2) Then backfill existing rows:

UPDATE keyword SET sem_id_bigint = sem_id WHERE sem_id_bigint IS NULL;

Again, use subqueries and perhaps parallelisation.

3) Add index concurrently:

CREATE INDEX CONCURRENTLY keyword_sem_id_id_cp ON keyword(sem_id_bigint);

We need a forieign key constraint on this column, referencing the sem_id table. Adding it naively will lock the table, therefore we fall back to the “create invalid constraint and validate” approach.

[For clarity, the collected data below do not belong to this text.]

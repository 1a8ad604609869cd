use thiserror::Error;

/// Errors that can occur when interacting with the order store.
#[derive(Debug, Error)]
pub enum StoreError {
    /// An order number collided with one that already exists.
    /// Raised from the unique constraint on `orders.order_number`.
    #[error("Duplicate order number: {number}")]
    DuplicateOrderNumber { number: String },

    /// A database error occurred.
    #[error("Database error: {0}")]
    Database(#[from] sqlx::Error),

    /// A database migration error occurred.
    #[error("Migration error: {0}")]
    Migration(#[from] sqlx::migrate::MigrateError),
}

/// Result type for order store operations.
pub type Result<T> = std::result::Result<T, StoreError>;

ALTER TABLE keyword ADD CONSTRAINT keyword_sem_id_id_fk_sem_id_id_cp FOREIGN KEY (sem_id_bigint) REFERENCES sem_id(id_bigint) NOT VALID;
ALTER TABLE keyword VALIDATE CONSTRAINT keyword_sem_id_id_fk_sem_id_id_cp;

Last but not least, add this foreign key migration snippet before the finalisation of sem_id migration.

BEGIN;
LOCK TABLE keyword IN SHARE ROW EXCLUSIVE MODE;
ALTER TABLE keyword DROP CONSTRAINT keyword_sem_id_id_fk_sem_id_id;
ALTER TABLE keyword RENAME CONSTRAINT keyword_sem_id_id_fk_sem_id_id_cp TO keyword_sem_id_id_fk_sem_id_id;
DROP TRIGGER keyword_bigint_semid_update ON keyword;
ALTER TABLE keyword DROP COLUMN sem_id_id;
ALTER INDEX keyword_sem_id_id_cp RENAME TO keyword_sem_id_id;
ALTER TABLE keyword RENAME COLUMN sem_id_bigint TO sem_id_id;
COMMIT;

Conclusions

All done. With triggers and NOT VALID constraints, we managed to reduce the migration downtime from two days to just two hours. And remember that 99% of the time here is to add the primary key - if you are migrating a non-primary-key column, or if it can be left out, or you don’t mind using a NOT NULL CHECK constraint instead, the downtime can be reduced dramatically to just minutes or even seconds.